■ TASK TO CARRY OUT
Line count for "bool": state how many lines of the data below include it, and output nothing more.
=== INPUT FOR THIS TASK ===
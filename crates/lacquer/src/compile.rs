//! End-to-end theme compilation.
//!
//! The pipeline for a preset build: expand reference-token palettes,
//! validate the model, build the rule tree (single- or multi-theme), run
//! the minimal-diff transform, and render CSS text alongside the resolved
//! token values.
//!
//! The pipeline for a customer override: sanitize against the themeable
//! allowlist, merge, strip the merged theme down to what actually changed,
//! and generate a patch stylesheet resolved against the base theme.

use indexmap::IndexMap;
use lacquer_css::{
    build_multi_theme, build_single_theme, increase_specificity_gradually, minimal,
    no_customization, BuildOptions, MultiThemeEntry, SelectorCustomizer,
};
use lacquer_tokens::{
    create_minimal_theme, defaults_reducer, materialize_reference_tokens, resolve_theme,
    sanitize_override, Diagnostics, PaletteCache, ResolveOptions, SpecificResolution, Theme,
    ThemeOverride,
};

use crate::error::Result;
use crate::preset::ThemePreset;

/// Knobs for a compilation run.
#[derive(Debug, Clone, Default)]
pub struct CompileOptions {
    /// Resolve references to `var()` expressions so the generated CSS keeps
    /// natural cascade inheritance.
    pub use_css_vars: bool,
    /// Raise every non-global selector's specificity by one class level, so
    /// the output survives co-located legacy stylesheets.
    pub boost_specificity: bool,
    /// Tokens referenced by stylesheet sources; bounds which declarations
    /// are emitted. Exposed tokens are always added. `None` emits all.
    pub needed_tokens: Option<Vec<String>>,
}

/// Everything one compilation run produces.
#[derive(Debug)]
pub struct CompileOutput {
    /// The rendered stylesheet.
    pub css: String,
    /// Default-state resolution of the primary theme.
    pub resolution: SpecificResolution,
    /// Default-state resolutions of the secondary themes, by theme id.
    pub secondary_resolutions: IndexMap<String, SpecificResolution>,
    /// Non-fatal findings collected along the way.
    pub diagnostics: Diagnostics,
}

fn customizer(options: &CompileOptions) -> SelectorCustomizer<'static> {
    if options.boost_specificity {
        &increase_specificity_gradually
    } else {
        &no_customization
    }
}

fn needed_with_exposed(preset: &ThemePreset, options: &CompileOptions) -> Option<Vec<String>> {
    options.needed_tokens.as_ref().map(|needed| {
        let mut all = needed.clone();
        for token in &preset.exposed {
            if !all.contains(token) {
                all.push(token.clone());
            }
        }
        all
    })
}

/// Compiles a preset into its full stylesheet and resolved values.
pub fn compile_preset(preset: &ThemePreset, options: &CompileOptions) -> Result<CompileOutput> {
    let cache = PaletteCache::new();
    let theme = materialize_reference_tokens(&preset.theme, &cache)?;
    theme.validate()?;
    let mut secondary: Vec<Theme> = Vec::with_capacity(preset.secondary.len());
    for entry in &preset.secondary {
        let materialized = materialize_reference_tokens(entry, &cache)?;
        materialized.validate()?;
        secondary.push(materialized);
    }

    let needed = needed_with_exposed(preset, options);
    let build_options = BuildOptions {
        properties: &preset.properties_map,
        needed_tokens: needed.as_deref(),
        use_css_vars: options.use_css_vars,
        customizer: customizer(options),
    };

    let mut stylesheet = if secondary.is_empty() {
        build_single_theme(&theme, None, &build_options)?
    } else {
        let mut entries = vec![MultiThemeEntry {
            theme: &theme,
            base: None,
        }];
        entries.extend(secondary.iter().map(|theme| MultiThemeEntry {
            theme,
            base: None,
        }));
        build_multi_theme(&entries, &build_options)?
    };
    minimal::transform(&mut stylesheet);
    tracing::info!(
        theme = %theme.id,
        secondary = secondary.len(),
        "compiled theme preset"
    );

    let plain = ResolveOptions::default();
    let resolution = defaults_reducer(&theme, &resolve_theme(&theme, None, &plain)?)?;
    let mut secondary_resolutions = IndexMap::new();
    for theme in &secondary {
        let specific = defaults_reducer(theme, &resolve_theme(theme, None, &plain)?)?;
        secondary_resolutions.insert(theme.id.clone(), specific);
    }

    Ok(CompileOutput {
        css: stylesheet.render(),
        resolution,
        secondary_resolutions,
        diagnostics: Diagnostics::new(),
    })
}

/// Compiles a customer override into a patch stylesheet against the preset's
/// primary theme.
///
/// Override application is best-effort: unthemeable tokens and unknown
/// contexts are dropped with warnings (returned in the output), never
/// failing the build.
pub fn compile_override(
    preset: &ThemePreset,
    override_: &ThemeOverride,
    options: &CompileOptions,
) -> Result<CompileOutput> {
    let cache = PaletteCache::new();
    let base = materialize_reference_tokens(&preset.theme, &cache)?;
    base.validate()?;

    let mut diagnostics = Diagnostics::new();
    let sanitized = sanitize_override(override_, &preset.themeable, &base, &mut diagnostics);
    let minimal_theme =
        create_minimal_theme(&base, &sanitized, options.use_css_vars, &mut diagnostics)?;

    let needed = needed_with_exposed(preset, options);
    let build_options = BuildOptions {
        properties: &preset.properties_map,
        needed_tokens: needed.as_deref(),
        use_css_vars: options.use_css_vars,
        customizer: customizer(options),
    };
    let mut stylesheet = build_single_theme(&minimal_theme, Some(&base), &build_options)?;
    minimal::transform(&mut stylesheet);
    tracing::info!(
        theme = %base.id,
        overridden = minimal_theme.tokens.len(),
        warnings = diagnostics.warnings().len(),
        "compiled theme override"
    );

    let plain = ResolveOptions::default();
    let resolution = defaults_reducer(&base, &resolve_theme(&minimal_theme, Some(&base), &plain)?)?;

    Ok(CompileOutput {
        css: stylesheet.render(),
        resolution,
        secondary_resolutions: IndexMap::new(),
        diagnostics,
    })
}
===
=== INPUT FOR THIS TASK ===
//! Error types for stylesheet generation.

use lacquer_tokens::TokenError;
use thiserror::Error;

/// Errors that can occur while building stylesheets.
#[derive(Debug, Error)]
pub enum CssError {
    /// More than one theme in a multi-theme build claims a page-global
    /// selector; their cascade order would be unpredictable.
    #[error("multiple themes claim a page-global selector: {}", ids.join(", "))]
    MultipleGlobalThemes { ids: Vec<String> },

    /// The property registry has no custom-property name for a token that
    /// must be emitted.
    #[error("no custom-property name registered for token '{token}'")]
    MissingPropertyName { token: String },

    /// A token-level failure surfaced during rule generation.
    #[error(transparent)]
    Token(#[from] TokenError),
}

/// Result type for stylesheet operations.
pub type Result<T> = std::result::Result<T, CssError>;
===
=== INPUT FOR THIS TASK ===
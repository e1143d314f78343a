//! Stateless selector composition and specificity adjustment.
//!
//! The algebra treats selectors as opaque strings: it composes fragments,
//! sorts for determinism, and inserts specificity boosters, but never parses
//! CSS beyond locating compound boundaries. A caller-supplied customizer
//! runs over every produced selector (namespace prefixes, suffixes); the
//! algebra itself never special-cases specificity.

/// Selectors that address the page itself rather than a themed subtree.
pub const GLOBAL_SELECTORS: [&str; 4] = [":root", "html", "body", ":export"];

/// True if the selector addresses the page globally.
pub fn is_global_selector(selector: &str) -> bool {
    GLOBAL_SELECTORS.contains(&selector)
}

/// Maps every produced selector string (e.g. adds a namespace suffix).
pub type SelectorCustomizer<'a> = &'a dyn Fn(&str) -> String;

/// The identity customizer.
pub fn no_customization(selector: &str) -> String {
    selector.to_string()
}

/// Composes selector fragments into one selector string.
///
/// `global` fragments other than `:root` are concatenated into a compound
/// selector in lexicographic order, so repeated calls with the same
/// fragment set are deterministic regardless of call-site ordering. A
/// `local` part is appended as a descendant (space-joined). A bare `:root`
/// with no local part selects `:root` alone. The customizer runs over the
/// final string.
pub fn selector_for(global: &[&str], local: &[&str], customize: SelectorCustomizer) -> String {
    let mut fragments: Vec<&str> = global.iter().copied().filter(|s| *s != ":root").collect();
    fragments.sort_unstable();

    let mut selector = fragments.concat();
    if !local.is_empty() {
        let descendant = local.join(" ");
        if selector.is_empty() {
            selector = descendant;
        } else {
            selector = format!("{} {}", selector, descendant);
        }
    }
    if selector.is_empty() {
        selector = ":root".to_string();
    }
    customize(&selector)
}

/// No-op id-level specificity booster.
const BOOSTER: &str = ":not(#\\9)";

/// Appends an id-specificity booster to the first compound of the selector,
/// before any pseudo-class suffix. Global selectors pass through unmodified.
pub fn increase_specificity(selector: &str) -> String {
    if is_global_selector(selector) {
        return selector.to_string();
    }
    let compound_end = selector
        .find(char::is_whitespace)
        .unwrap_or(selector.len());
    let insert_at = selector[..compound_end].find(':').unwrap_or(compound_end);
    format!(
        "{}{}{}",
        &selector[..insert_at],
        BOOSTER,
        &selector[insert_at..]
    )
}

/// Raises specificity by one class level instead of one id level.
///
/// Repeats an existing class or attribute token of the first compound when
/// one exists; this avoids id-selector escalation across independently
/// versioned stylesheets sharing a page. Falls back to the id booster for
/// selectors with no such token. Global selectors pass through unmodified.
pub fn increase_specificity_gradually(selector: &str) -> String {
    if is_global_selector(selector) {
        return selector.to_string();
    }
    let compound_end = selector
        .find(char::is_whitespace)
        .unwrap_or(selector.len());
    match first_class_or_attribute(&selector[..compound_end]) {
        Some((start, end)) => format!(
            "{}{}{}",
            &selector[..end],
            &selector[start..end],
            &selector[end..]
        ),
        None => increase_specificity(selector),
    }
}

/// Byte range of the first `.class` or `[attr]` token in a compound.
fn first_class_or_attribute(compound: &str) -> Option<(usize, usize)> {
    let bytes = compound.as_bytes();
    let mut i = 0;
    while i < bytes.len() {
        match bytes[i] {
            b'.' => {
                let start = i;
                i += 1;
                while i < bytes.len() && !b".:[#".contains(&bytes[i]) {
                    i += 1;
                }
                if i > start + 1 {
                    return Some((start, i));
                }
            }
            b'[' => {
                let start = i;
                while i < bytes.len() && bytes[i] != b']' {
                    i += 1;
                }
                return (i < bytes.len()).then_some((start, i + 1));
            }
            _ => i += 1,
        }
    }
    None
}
===
■ TASK RESPONSE
3